The second basic problem is that the Palestinian Reform and Development Plan is limited largely to reforms which may be termed financial, economic and administrative. Components of civil society within a functioning state such as the rights and protection of women, children and minorities, labour rights and trade unions, freedom of the press or prevention of torture are not within its scope.

Thirdly, in the approach taken towards Palestinian reform by both the Palestinian Authority and the Quartet, the subject of dealing with the ideological and religious causes of continuous Palestinian terror, is clearly absent.

Under such circumstances, the European Union’s haste in declaring itself ready to recognize a Palestinian state contrasts dramatically with its cautious approach to the accession of Turkey to its own ranks. In that case, a country already deemed sufficiently trustworthy to be a veteran member of NATO has been obliged to engage in a 10 to 15 year process of reform and overhaul of all its systems and institutions – economic, financial, judicial, political, civil and social. The process is overseen by the European Union itself and is both strictly performance-based and will have an iron-clad reversibility clause if Turkey fails to live up to its promises.Only when all criteria have been met will the subject of Turkey joining the European Union actually be brought up for vote by the existing members.

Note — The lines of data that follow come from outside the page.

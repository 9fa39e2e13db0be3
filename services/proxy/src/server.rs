//! Wiring of a configured proxy.
//!
//! Everything that can fail because of configuration happens in
//! [`Server::from_config`], before any traffic is accepted.

use std::io;
use std::net::SocketAddr;
use std::sync::Arc;

use rand::rngs::StdRng;
use rand::SeedableRng;
use tokio::net::TcpListener;
use tokio_util::sync::CancellationToken;
use tracing::{error, info};

use crate::behavior::{master_rng, BehaviorRegistry, Selection, WeightedSelector, WeightedTable};
use crate::config::{self, raw_options, Config, Mode};
use crate::control::{self, ControlSurface};
use crate::error::ConfigError;
use crate::metrics::{LogSink, MetricsSink, StatsdSink};
use crate::options::{RawOptions, Settings};
use crate::protocol;
use crate::proxy::Proxy;

/// A bound proxy plus its optional control server.
pub struct Server {
    proxy: Arc<Proxy>,
    control: Option<(TcpListener, Arc<ControlSurface>)>,
}

impl Server {
    /// Build from `config`, sending counters to statsd when it is enabled and
    /// to the log otherwise.
    pub async fn from_config(config: &Config) -> Result<Self, ConfigError> {
        let mut rng = master_rng(config.proxy.seed);
        let metrics: Arc<dyn MetricsSink> = if config.statsd.enabled {
            let statsd = &config.statsd;
            Arc::new(
                StatsdSink::connect(
                    &statsd.host,
                    statsd.port,
                    &statsd.prefix,
                    statsd.sample_rate,
                    StdRng::from_rng(&mut rng),
                )
                .map_err(ConfigError::Statsd)?,
            )
        } else {
            Arc::new(LogSink)
        };
        Self::build(config, metrics, rng).await
    }

    /// Build from `config` with a custom counter sink.
    pub async fn with_metrics(
        config: &Config,
        metrics: Arc<dyn MetricsSink>,
    ) -> Result<Self, ConfigError> {
        Self::build(config, metrics, master_rng(config.proxy.seed)).await
    }

    async fn build(
        config: &Config,
        metrics: Arc<dyn MetricsSink>,
        mut rng: StdRng,
    ) -> Result<Self, ConfigError> {
        let mut registry = BehaviorRegistry::builtin(&mut rng);
        for (name, table) in &config.behavior {
            registry.configure(name, &raw_options(table))?;
        }
        let registry = Arc::new(registry);

        let protocol_name = config.proxy.protocol.as_str();
        for (name, table) in &config.protocol {
            if name != protocol_name {
                validate_protocol_options(name, &raw_options(table))?;
            }
        }
        let overrides = config
            .protocol
            .get(protocol_name)
            .map(raw_options)
            .unwrap_or_default();
        let protocol = protocol::build(protocol_name, &overrides, &config.proxy.backend)?;

        let (selection, surface) = match config.effective_mode() {
            Mode::Random => {
                let table = WeightedTable::parse(&config.proxy.behavior)?;
                let selector = WeightedSelector::new(table, &registry, StdRng::from_rng(&mut rng))?;
                (Selection::Weighted(selector), None)
            }
            Mode::Fixed => (
                Selection::Fixed(registry.active(&config.proxy.initial_behavior)?),
                None,
            ),
            Mode::Dynamic => {
                let surface = Arc::new(ControlSurface::new(
                    Arc::clone(&registry),
                    &config.proxy.initial_behavior,
                )?);
                (surface.selection(), Some(surface))
            }
        };

        let settings = config.proxy_settings().await?;

        let control = match surface {
            Some(surface) if config.control.enabled => {
                let control = &config.control;
                let addr = config::resolve(&format!("{}:{}", control.host, control.port)).await?;
                let listener = TcpListener::bind(addr)
                    .await
                    .map_err(|source| ConfigError::Bind { addr, source })?;
                Some((listener, surface))
            }
            _ => None,
        };

        let proxy = Proxy::bind(&settings, protocol, selection, metrics)?;

        Ok(Self {
            proxy: Arc::new(proxy),
            control,
        })
    }

    pub fn proxy(&self) -> &Arc<Proxy> {
        &self.proxy
    }

    pub fn proxy_addr(&self) -> io::Result<SocketAddr> {
        self.proxy.local_addr()
    }

    pub fn control_addr(&self) -> Option<SocketAddr> {
        self.control
            .as_ref()
            .and_then(|(listener, _)| listener.local_addr().ok())
    }

    pub fn control_surface(&self) -> Option<&Arc<ControlSurface>> {
        self.control.as_ref().map(|(_, surface)| surface)
    }

    /// Serve until `shutdown` is cancelled.
    pub async fn run(self, shutdown: CancellationToken) -> io::Result<()> {
        let control = self.control.map(|(listener, surface)| {
            tokio::spawn(control::serve(listener, surface, shutdown.clone()))
        });

        let result = self.proxy.run(shutdown.clone()).await;
        shutdown.cancel();

        if let Some(handle) = control {
            match handle.await {
                Ok(Ok(())) => info!("Control server stopped"),
                Ok(Err(e)) => error!(error = %e, "Control server error"),
                Err(e) => error!(error = %e, "Control server task failed"),
            }
        }
        result
    }
}

fn validate_protocol_options(name: &str, raw: &RawOptions) -> Result<(), ConfigError> {
    let schema = protocol::schema(name).ok_or_else(|| ConfigError::UnknownProtocol {
        name: name.to_string(),
        known: protocol::CATALOG
            .iter()
            .map(|(n, _, _)| format!("{n:?}"))
            .collect::<Vec<_>>()
            .join(", "),
    })?;
    Settings::defaults(schema).overlay(name, schema, raw)?;
    Ok(())
}

#[cfg(test)]
mod tests {
    use super::*;

    fn config(extra: &str) -> Config {
        let text = format!(
            "[proxy]\nlisten = \"127.0.0.1:0\"\nbackend = \"127.0.0.1:9\"\n{extra}"
        );
        toml::from_str(&text).unwrap()
    }

    #[tokio::test]
    async fn test_default_random_mode() {
        let server = Server::from_config(&config("")).await.unwrap();
        assert!(server.control_addr().is_none());
        assert_ne!(server.proxy_addr().unwrap().port(), 0);
    }

    #[tokio::test]
    async fn test_table_over_hundred_is_fatal() {
        let err = Server::from_config(&config("behavior = \"60:delay,50:hang\""))
            .await
            .err()
            .unwrap();
        assert!(matches!(err, ConfigError::BehaviorTotal(110)));
    }

    #[tokio::test]
    async fn test_unknown_behavior_override_is_fatal() {
        let mut config = config("");
        config.apply_override("behavior.chaos.level=3").unwrap();
        let err = Server::from_config(&config).await.err().unwrap();
        assert!(matches!(err, ConfigError::UnknownBehavior(_)));
    }

    #[tokio::test]
    async fn test_bad_option_value_is_fatal() {
        let mut config = config("");
        config.apply_override("behavior.delay.sleep=soon").unwrap();
        let err = Server::from_config(&config).await.err().unwrap();
        assert!(matches!(err, ConfigError::Option(_)));
    }

    #[tokio::test]
    async fn test_unknown_protocol_override_is_fatal() {
        let mut config = config("");
        config.apply_override("protocol.gopher.buffer=10").unwrap();
        let err = Server::from_config(&config).await.err().unwrap();
        assert!(matches!(err, ConfigError::UnknownProtocol { .. }));
    }

    #[tokio::test]
    async fn test_control_enables_dynamic_mode() {
        let mut config = config("initial_behavior = \"blackout\"");
        config.control.enabled = true;
        config.control.host = "127.0.0.1".to_string();
        config.control.port = 0;

        let server = Server::from_config(&config).await.unwrap();
        assert!(server.control_addr().is_some());
        let surface = server.control_surface().unwrap();
        assert_eq!(surface.active_behavior_name(), "blackout");
    }
}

Soon after its foundation, the Quartet initiated the Roadmap which was also intended to be a performance-based process leading to Palestinian statehood and an end to the Palestinian-Israeli conflict. Unfortunately, even the first clause of the Roadmap has not been fulfilled and yet it now appears that the European Union, relying upon questionable assessments, is ready to abandon its own blueprint for the peace process in favour of a Palestinian Arab state which comes nowhere near the criteria it demands for its own members.